(Beginning of Data to examine)

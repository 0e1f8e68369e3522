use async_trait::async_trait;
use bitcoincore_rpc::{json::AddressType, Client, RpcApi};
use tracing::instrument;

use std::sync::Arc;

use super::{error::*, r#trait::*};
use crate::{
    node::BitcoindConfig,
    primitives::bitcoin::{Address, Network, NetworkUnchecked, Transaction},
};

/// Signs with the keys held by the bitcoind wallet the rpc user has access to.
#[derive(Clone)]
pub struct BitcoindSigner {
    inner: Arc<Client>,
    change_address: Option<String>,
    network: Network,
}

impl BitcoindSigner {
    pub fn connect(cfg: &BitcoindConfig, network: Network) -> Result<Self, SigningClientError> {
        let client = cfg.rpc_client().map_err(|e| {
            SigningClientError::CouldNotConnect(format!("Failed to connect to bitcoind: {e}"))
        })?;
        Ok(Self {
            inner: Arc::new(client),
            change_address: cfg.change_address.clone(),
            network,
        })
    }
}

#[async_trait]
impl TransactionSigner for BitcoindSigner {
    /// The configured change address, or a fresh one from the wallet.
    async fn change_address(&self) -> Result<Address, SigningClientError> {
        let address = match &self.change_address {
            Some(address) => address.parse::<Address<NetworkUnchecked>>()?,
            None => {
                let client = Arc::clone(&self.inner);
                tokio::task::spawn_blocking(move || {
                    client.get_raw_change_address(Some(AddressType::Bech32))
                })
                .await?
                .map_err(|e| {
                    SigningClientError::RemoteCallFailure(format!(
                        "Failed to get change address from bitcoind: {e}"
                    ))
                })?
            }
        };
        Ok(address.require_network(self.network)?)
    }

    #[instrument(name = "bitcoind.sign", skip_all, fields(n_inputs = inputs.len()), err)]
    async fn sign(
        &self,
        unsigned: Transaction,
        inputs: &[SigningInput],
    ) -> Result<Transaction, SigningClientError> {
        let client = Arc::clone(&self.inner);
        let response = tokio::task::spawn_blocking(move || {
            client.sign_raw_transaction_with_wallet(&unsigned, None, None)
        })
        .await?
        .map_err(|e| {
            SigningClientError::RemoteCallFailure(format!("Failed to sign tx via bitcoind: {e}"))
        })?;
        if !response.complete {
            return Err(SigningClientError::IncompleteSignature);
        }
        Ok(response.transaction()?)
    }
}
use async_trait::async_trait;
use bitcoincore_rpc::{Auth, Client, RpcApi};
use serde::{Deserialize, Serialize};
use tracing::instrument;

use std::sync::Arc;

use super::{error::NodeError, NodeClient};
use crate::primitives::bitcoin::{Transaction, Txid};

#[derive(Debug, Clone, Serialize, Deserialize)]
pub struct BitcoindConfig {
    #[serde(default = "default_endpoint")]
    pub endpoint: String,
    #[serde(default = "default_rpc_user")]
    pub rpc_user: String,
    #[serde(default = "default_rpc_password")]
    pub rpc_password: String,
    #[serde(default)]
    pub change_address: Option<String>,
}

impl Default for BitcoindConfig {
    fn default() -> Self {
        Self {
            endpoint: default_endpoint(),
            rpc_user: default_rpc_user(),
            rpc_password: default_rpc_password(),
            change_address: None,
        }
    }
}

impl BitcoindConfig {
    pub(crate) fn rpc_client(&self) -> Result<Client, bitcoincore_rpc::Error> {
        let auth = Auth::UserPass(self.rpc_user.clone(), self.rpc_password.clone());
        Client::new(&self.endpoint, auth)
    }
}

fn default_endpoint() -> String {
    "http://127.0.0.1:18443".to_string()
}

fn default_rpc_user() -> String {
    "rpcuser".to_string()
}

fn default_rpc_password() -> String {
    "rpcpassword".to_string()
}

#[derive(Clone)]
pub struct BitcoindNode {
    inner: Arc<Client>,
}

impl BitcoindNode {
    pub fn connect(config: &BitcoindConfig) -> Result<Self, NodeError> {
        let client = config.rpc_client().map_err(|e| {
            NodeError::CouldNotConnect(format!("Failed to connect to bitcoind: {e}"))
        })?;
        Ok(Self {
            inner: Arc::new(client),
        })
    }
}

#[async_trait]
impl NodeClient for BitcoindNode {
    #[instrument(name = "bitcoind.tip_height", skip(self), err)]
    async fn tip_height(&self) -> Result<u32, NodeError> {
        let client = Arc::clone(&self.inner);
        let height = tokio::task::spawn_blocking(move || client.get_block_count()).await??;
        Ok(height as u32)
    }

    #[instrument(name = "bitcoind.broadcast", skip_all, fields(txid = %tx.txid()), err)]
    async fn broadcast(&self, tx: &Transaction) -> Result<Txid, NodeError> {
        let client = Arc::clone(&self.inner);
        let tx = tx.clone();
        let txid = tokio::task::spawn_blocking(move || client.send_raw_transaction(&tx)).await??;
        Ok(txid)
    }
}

(End of Data to examine)

### About this task
Check each line above for the string "RemoteCallFailure" and copy those that have it.

### Solved exercise
                    SigningClientError::RemoteCallFailure(format!(
            SigningClientError::RemoteCallFailure(format!("Failed to sign tx via bitcoind: {e}"))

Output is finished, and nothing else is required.